Há muitas coisas pensadas, programadas e viabilizadas, das quais desejo destacar algumas que me parecem submetidas a essa disposição integradora que está, aliás, assentada na própria missão do Memorial. Uma delas é a que levará à instalação, em março, da Cátedra Memorial da América Latina, a ser instituída formalmente em conjunto com as três universidades públicas de São Paulo – USP, UNESP e UNICAMP – envolvendo a participação de outras instituições, no Brasil e no exterior, além de empresas mantenedoras. Dessa Cátedra, favorecida pela excelência do espaço acadêmico de três das melhores universidades do continente, sairão especialistas em América Latina, a partir do recrutamento de jovens universitários de vários países, que terão o privilégio de se preparar, como bolsistas, com renomados catedráticos, em temas específicos eleitos para cada período.
No final de março, marcando os 15 anos do Tratado de Assunção, que lhe deu origem, o Mercosul será discutido por especialistas da região, ensejando uma ampla e crítica análise dos resultados e dos desencontros, dos acertos e equívocos, do que seria e não foi e, sobretudo do que é possível fazer para corrigir os rumos desse arranjo geopolítico que se apresentava promissor e embrionário de uma grande integração comercial latino-americana.
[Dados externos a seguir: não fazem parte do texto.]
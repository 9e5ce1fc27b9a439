//! Screenshot similarity scoring against approved baselines.
//!
//! The score is `1 - mean(|Δchannel|) / 255` over every RGB channel of
//! every pixel, after the expected image has been resampled to the
//! actual image's dimensions. Identical images score 1.0; solid white
//! against solid black scores 0.0.

use crate::result::{ProofError, ProofResult};
use image::imageops::FilterType;
use image::{DynamicImage, GenericImageView, ImageEncoder, Rgba, RgbaImage};
use serde::Serialize;
use std::path::{Path, PathBuf};

/// Minimum similarity for a comparison to pass
pub const DEFAULT_SIMILARITY_THRESHOLD: f64 = 0.80;

/// Summed RGB delta above which a pixel is painted red in the diff image
pub const DIFF_PIXEL_THRESHOLD: u32 = 10;

/// Configuration for similarity comparisons
#[derive(Debug, Clone, PartialEq)]
pub struct CompareConfig {
    /// Minimum similarity (0.0-1.0) for a pass
    pub threshold: f64,
    /// Directory for diff images of failed comparisons (none written if unset)
    pub diff_dir: Option<PathBuf>,
}

impl Default for CompareConfig {
    fn default() -> Self {
        Self {
            threshold: DEFAULT_SIMILARITY_THRESHOLD,
            diff_dir: None,
        }
    }
}

impl CompareConfig {
    /// Set the pass threshold
    #[must_use]
    pub const fn with_threshold(mut self, threshold: f64) -> Self {
        self.threshold = threshold;
        self
    }

    /// Write diff images for failed comparisons into `dir`
    #[must_use]
    pub fn with_diff_dir(mut self, dir: impl Into<PathBuf>) -> Self {
        self.diff_dir = Some(dir.into());
        self
    }
}

/// Outcome of one similarity comparison
#[derive(Debug, Clone, PartialEq, Serialize)]
pub struct ComparisonResult {
    /// Similarity in [0.0, 1.0]
    pub similarity: f64,
    /// Identifier of the actual image (usually its path)
    pub actual: String,
    /// Identifier of the expected image
    pub expected: String,
    /// Threshold the similarity was judged against
    pub threshold: f64,
    /// Whether `similarity >= threshold`
    pub passed: bool,
    /// Whether the expected image had to be resampled
    pub resized: bool,
    /// Pixels whose summed RGB delta exceeds [`DIFF_PIXEL_THRESHOLD`]
    pub diff_pixel_count: usize,
    /// Pixels compared
    pub total_pixels: usize,
    /// Diff image written for a failed comparison
    pub diff_path: Option<PathBuf>,
}

impl ComparisonResult {
    /// Similarity as a percentage
    #[must_use]
    pub fn percent(&self) -> f64 {
        self.similarity * 100.0
    }
}

/// Scores screenshots against baselines
#[derive(Debug, Clone, Default)]
pub struct SimilarityComparator {
    config: CompareConfig,
}

impl SimilarityComparator {
    /// Create a comparator with configuration
    #[must_use]
    pub const fn new(config: CompareConfig) -> Self {
        Self { config }
    }

    /// Get configuration
    #[must_use]
    pub const fn config(&self) -> &CompareConfig {
        &self.config
    }

    /// Compare two image files.
    ///
    /// A missing or undecodable file yields
    /// [`ProofError::ComparisonUnavailable`], never a failing score.
    pub fn compare_files(&self, actual: &Path, expected: &Path) -> ProofResult<ComparisonResult> {
        let actual_img = load_image(actual, "actual")?;
        let expected_img = load_image(expected, "baseline")?;

        let scored = score(&actual_img, &expected_img)?;
        let passed = scored.similarity >= self.config.threshold;

        let diff_path = match (&self.config.diff_dir, passed) {
            (Some(dir), false) => {
                let stem = actual
                    .file_stem()
                    .map_or_else(|| "image".to_string(), |s| s.to_string_lossy().into_owned());
                let path = dir.join(format!("{stem}_diff.png"));
                write_diff(&scored.diff_image, &path)?;
                Some(path)
            }
            _ => None,
        };

        tracing::debug!(
            actual = %actual.display(),
            expected = %expected.display(),
            similarity = scored.similarity,
            passed,
            "compared screenshot"
        );

        Ok(ComparisonResult {
            similarity: scored.similarity,
            actual: actual.display().to_string(),
            expected: expected.display().to_string(),
            threshold: self.config.threshold,
            passed,
            resized: scored.resized,
            diff_pixel_count: scored.diff_pixel_count,
            total_pixels: scored.total_pixels,
            diff_path,
        })
    }

    /// Compare two decoded images
    pub fn compare_images(
        &self,
        actual: &DynamicImage,
        expected: &DynamicImage,
    ) -> ProofResult<ComparisonResult> {
        let scored = score(actual, expected)?;
        Ok(ComparisonResult {
            similarity: scored.similarity,
            actual: "<memory>".to_string(),
            expected: "<memory>".to_string(),
            threshold: self.config.threshold,
            passed: scored.similarity >= self.config.threshold,
            resized: scored.resized,
            diff_pixel_count: scored.diff_pixel_count,
            total_pixels: scored.total_pixels,
            diff_path: None,
        })
    }

    /// Compare two encoded images (PNG or JPEG bytes)
    pub fn compare_bytes(&self, actual: &[u8], expected: &[u8]) -> ProofResult<ComparisonResult> {
        let actual_img = image::load_from_memory(actual)
            .map_err(|e| ProofError::unavailable(format!("cannot decode actual image: {e}")))?;
        let expected_img = image::load_from_memory(expected)
            .map_err(|e| ProofError::unavailable(format!("cannot decode baseline image: {e}")))?;
        self.compare_images(&actual_img, &expected_img)
    }
}

/// Similarity of two images, resampling `expected` to the size of `actual`
pub fn similarity(actual: &DynamicImage, expected: &DynamicImage) -> ProofResult<f64> {
    score(actual, expected).map(|s| s.similarity)
}

struct Scored {
    similarity: f64,
    resized: bool,
    diff_pixel_count: usize,
    total_pixels: usize,
    diff_image: RgbaImage,
}

fn score(actual: &DynamicImage, expected: &DynamicImage) -> ProofResult<Scored> {
    let (width, height) = actual.dimensions();
    let (exp_width, exp_height) = expected.dimensions();

    if width == 0 || height == 0 || exp_width == 0 || exp_height == 0 {
        return Err(ProofError::unavailable(format!(
            "cannot compare zero-area images ({width}x{height} vs {exp_width}x{exp_height})"
        )));
    }

    let resized = width != exp_width || height != exp_height;
    let actual_rgba = actual.to_rgba8();
    let expected_rgba = if resized {
        expected.resize_exact(width, height, FilterType::Lanczos3).to_rgba8()
    } else {
        expected.to_rgba8()
    };

    let mut diff_img = RgbaImage::new(width, height);
    let mut total_delta: u64 = 0;
    let mut diff_pixel_count = 0usize;

    for (x, y, actual_pixel) in actual_rgba.enumerate_pixels() {
        let expected_pixel = expected_rgba.get_pixel(x, y);
        let delta = pixel_diff(*actual_pixel, *expected_pixel);
        total_delta += u64::from(delta);

        if delta > DIFF_PIXEL_THRESHOLD {
            diff_pixel_count += 1;
            diff_img.put_pixel(x, y, Rgba([255, 0, 0, 255]));
        } else {
            let Rgba([r, g, b, _]) = *actual_pixel;
            diff_img.put_pixel(x, y, Rgba([r / 2, g / 2, b / 2, 128]));
        }
    }

    let total_pixels = (u64::from(width) * u64::from(height)) as usize;
    let channel_samples = total_pixels as f64 * 3.0;
    let mean_delta = total_delta as f64 / channel_samples;
    let similarity = (1.0 - mean_delta / 255.0).clamp(0.0, 1.0);

    Ok(Scored {
        similarity,
        resized,
        diff_pixel_count,
        total_pixels,
        diff_image: diff_img,
    })
}

fn load_image(path: &Path, role: &str) -> ProofResult<DynamicImage> {
    if !path.exists() {
        return Err(ProofError::unavailable(format!(
            "{role} image not found: {}",
            path.display()
        )));
    }
    image::open(path).map_err(|e| {
        ProofError::unavailable(format!("cannot decode {role} image {}: {e}", path.display()))
    })
}

fn write_diff(diff: &RgbaImage, path: &Path) -> ProofResult<()> {
    if let Some(parent) = path.parent() {
        std::fs::create_dir_all(parent)?;
    }
    let mut buffer = Vec::new();
    image::codecs::png::PngEncoder::new(&mut buffer)
        .write_image(
            diff.as_raw(),
            diff.width(),
            diff.height(),
            image::ExtendedColorType::Rgba8,
        )
        .map_err(|e| ProofError::image(format!("failed to encode diff image: {e}")))?;
    std::fs::write(path, buffer)?;
    Ok(())
}

/// Sum of absolute RGB channel differences
fn pixel_diff(a: Rgba<u8>, b: Rgba<u8>) -> u32 {
    let Rgba([r1, g1, b1, _]) = a;
    let Rgba([r2, g2, b2, _]) = b;
    u32::from(r1.abs_diff(r2)) + u32::from(g1.abs_diff(g2)) + u32::from(b1.abs_diff(b2))
}

#[cfg(test)]
#[allow(clippy::unwrap_used, clippy::expect_used)]
mod tests {
    use super::*;
    use image::Rgb;
    use tempfile::TempDir;

    fn solid(width: u32, height: u32, rgb: [u8; 3]) -> DynamicImage {
        DynamicImage::ImageRgb8(image::RgbImage::from_pixel(width, height, Rgb(rgb)))
    }

    fn save(dir: &Path, name: &str, img: &DynamicImage) -> PathBuf {
        let path = dir.join(name);
        img.save(&path).unwrap();
        path
    }

    #[test]
    fn test_identical_images_score_one() {
        let img = solid(100, 100, [10, 200, 30]);
        let result = SimilarityComparator::default()
            .compare_images(&img, &img)
            .unwrap();
        assert!((result.similarity - 1.0).abs() < f64::EPSILON);
        assert!(result.passed);
        assert!(!result.resized);
        assert_eq!(result.diff_pixel_count, 0);
    }

    #[test]
    fn test_white_vs_black_scores_zero() {
        let white = solid(100, 100, [255, 255, 255]);
        let black = solid(100, 100, [0, 0, 0]);
        let result = SimilarityComparator::default()
            .compare_images(&white, &black)
            .unwrap();
        assert!(result.similarity.abs() < f64::EPSILON);
        assert!(!result.passed);
        assert_eq!(result.diff_pixel_count, result.total_pixels);
    }

    #[test]
    fn test_different_sizes_are_resampled() {
        let actual = solid(200, 100, [120, 120, 120]);
        let expected = solid(100, 50, [120, 120, 120]);
        let result = SimilarityComparator::default()
            .compare_images(&actual, &expected)
            .unwrap();
        assert!(result.resized);
        assert!(result.similarity > 0.99);
        assert_eq!(result.total_pixels, 200 * 100);
    }

    #[test]
    fn test_half_changed_image() {
        let mut buffer = image::RgbImage::from_pixel(10, 10, Rgb([0, 0, 0]));
        for y in 0..5 {
            for x in 0..10 {
                buffer.put_pixel(x, y, Rgb([255, 255, 255]));
            }
        }
        let actual = DynamicImage::ImageRgb8(buffer);
        let expected = solid(10, 10, [0, 0, 0]);
        let score = similarity(&actual, &expected).unwrap();
        assert!((score - 0.5).abs() < 1e-9);
    }

    #[test]
    fn test_threshold_is_inclusive() {
        let comparator = SimilarityComparator::new(CompareConfig::default().with_threshold(0.5));
        let mut buffer = image::RgbImage::from_pixel(2, 1, Rgb([0, 0, 0]));
        buffer.put_pixel(0, 0, Rgb([255, 255, 255]));
        let result = comparator
            .compare_images(
                &DynamicImage::ImageRgb8(buffer),
                &solid(2, 1, [0, 0, 0]),
            )
            .unwrap();
        assert!((result.similarity - 0.5).abs() < 1e-9);
        assert!(result.passed);
    }

    #[test]
    fn test_missing_file_is_unavailable() {
        let dir = TempDir::new().unwrap();
        let actual = save(dir.path(), "actual.png", &solid(4, 4, [0, 0, 0]));
        let err = SimilarityComparator::default()
            .compare_files(&actual, &dir.path().join("missing.png"))
            .unwrap_err();
        assert!(matches!(err, ProofError::ComparisonUnavailable { .. }));
        assert!(err.is_skip());
    }

    #[test]
    fn test_undecodable_file_is_unavailable() {
        let dir = TempDir::new().unwrap();
        let actual = save(dir.path(), "actual.png", &solid(4, 4, [0, 0, 0]));
        let junk = dir.path().join("junk.png");
        std::fs::write(&junk, b"not an image").unwrap();
        let err = SimilarityComparator::default()
            .compare_files(&actual, &junk)
            .unwrap_err();
        assert!(matches!(err, ProofError::ComparisonUnavailable { .. }));
    }

    #[test]
    fn test_failed_comparison_writes_diff() {
        let dir = TempDir::new().unwrap();
        let actual = save(dir.path(), "inbox.png", &solid(8, 8, [255, 255, 255]));
        let expected = save(dir.path(), "inbox_baseline.png", &solid(8, 8, [0, 0, 0]));
        let diffs = dir.path().join("diffs");
        let comparator = SimilarityComparator::new(CompareConfig::default().with_diff_dir(&diffs));

        let result = comparator.compare_files(&actual, &expected).unwrap();
        assert!(!result.passed);
        let diff_path = result.diff_path.unwrap();
        assert_eq!(diff_path, diffs.join("inbox_diff.png"));
        let diff = image::open(&diff_path).unwrap().to_rgba8();
        assert_eq!(diff.get_pixel(0, 0), &Rgba([255, 0, 0, 255]));
    }

    #[test]
    fn test_passing_comparison_writes_no_diff() {
        let dir = TempDir::new().unwrap();
        let actual = save(dir.path(), "a.png", &solid(8, 8, [40, 40, 40]));
        let diffs = dir.path().join("diffs");
        let comparator = SimilarityComparator::new(CompareConfig::default().with_diff_dir(&diffs));
        let result = comparator.compare_files(&actual, &actual).unwrap();
        assert!(result.passed);
        assert!(result.diff_path.is_none());
        assert!(!diffs.exists());
    }

    #[test]
    fn test_compare_bytes_rejects_garbage() {
        let err = SimilarityComparator::default()
            .compare_bytes(b"nope", b"nope")
            .unwrap_err();
        assert!(err.is_skip());
    }
}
Será coordenador do Seminário Mercosul 15 Anos o embaixador Rubens Barbosa, ele próprio um destacado especialista no assunto.
Mas o evento para o qual desejo especialmente chamar a atenção dos leitores, pela sua maior proximidade e importância intrínseca, é o Projeto Presidentes da América Latina, entregue à coordenação do ex-ministro Celso Lafer e constituído de um conjunto de reflexões que reunirá no Memorial, nos próximos dois meses, alguns dos ex-presidentes da América Latina, entre eles Fernando Henrique Cardoso, que abre a série no dia 7 de fevereiro e o atual presidente do Chile, Ricardo Lagos, que estará em São Paulo depois de fazer a transmissão do governo à presidente recém-eleita, Michelle Bachelet, no dia 11 de março. Deverão ainda confirmar presenças o ex-presidente Duhalde, da Argentina, Gaviria, da Colômbia, e Oscar Arias, prêmio Nobel e ex-presidente da Costa Rica, entre outros convidados. Será uma boa contribuição para a melhor compreensão desta complexa realidade latino-americana, com ênfase para a análise do processo democrático no continente, sua evolução e consolidação.
Fernando Leça é o atual presidente da Fundação Memorial da América Latina. Foi deputado estadual em dois mandatos (l983/91) e secretário-chefe da Casa Civil (com Mário Covas) e secretário particular e também do Emprego e Relações do Trabalho, com Alckmin.